TASK INSTRUCTIONS
Only one stretch of the data is wanted: the line containing "pub struct Password(Zeroizing<String>);", the line containing "is zero, above", and every line between them, copied exactly.

MATERIAL PROVIDED
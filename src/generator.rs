//! Password generation.
//!
//! A password is built in three passes: one guaranteed character from each
//! enabled class, a fill from the combined pool, then a shuffle so the
//! guaranteed characters don't sit at the front.

use std::fmt;

use zeroize::Zeroizing;

use crate::charset::CharClass;
use crate::error::GenerateError;
use crate::random::RandomSource;

/// Longest password [`generate`] will build.
pub const MAX_LENGTH: usize = 4096;

/// What to generate.
#[derive(Clone, Debug, PartialEq, Eq)]
pub struct GeneratorConfig {
    pub length: usize,
    pub uppercase: bool,
    pub lowercase: bool,
    pub digits: bool,
    pub symbols: bool,
    pub exclude_similar: bool,
}

impl Default for GeneratorConfig {
    fn default() -> Self {
        Self {
            length: 12,
            uppercase: true,
            lowercase: true,
            digits: true,
            symbols: false,
            exclude_similar: true,
        }
    }
}

impl GeneratorConfig {
    pub fn includes(&self, class: CharClass) -> bool {
        match class {
            CharClass::Uppercase => self.uppercase,
            CharClass::Lowercase => self.lowercase,
            CharClass::Digits => self.digits,
            CharClass::Symbols => self.symbols,
        }
    }

    /// Enabled classes in fixed order, each already filtered. Classes the
    /// filter emptied are left out.
    pub fn class_sets(&self) -> Vec<(CharClass, Vec<char>)> {
        CharClass::ALL
            .into_iter()
            .filter(|class| self.includes(*class))
            .map(|class| (class, class.filtered(self.exclude_similar)))
            .filter(|(_, set)| !set.is_empty())
            .collect()
    }
}

/// A generated password. The buffer is wiped on drop.
pub struct Password(Zeroizing<String>);

impl Password {
    pub fn as_str(&self) -> &str {
        &self.0
    }

    pub fn len(&self) -> usize {
        self.0.chars().count()
    }

    pub fn is_empty(&self) -> bool {
        self.0.is_empty()
    }
}

impl fmt::Display for Password {
    fn fmt(&self, f: &mut fmt::Formatter<'_>) -> fmt::Result {
        f.write_str(&self.0)
    }
}

impl fmt::Debug for Password {
    fn fmt(&self, f: &mut fmt::Formatter<'_>) -> fmt::Result {
        f.write_str("Password(***)")
    }
}

/// Generate one password for `config`.
///
/// Fails with [`GenerateError::EmptyPool`] when no usable characters remain
/// and with [`GenerateError::InvalidLength`] when `length` is zero, above
/// [`MAX_LENGTH`], or too short to hold one character from each enabled
/// class.
pub fn generate<R>(config: &GeneratorConfig, rng: &mut R) -> Result<Password, GenerateError>
where
    R: RandomSource + ?Sized,
{
    let sets = config.class_sets();
    let pool: Vec<char> = sets.iter().flat_map(|(_, set)| set.iter().copied()).collect();

    if pool.is_empty() {
        return Err(GenerateError::EmptyPool);
    }

    let minimum = sets.len();
    if config.length < minimum || config.length > MAX_LENGTH {
        return Err(GenerateError::InvalidLength {
            length: config.length,
            minimum,
            maximum: MAX_LENGTH,
        });
    }

    tracing::debug!(
        pool = pool.len(),
        classes = sets.len(),
        length = config.length,
        "building password"
    );

    let mut chars = Zeroizing::new(Vec::with_capacity(config.length));

    for (_, set) in &sets {
        chars.push(set[rng.uniform(set.len())]);
    }

    let remaining = config.length - chars.len();
    for _ in 0..remaining {
        chars.push(pool[rng.uniform(pool.len())]);
    }

    rng.shuffle(&mut chars);

    Ok(Password(Zeroizing::new(chars.iter().collect())))
}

ANSWER
pub struct Password(Zeroizing<String>);

impl Password {
    pub fn as_str(&self) -> &str {
        &self.0
    }

    pub fn len(&self) -> usize {
        self.0.chars().count()
    }

    pub fn is_empty(&self) -> bool {
        self.0.is_empty()
    }
}

impl fmt::Display for Password {
    fn fmt(&self, f: &mut fmt::Formatter<'_>) -> fmt::Result {
        f.write_str(&self.0)
    }
}

impl fmt::Debug for Password {
    fn fmt(&self, f: &mut fmt::Formatter<'_>) -> fmt::Result {
        f.write_str("Password(***)")
    }
}

/// Generate one password for `config`.
///
/// Fails with [`GenerateError::EmptyPool`] when no usable characters remain
/// and with [`GenerateError::InvalidLength`] when `length` is zero, above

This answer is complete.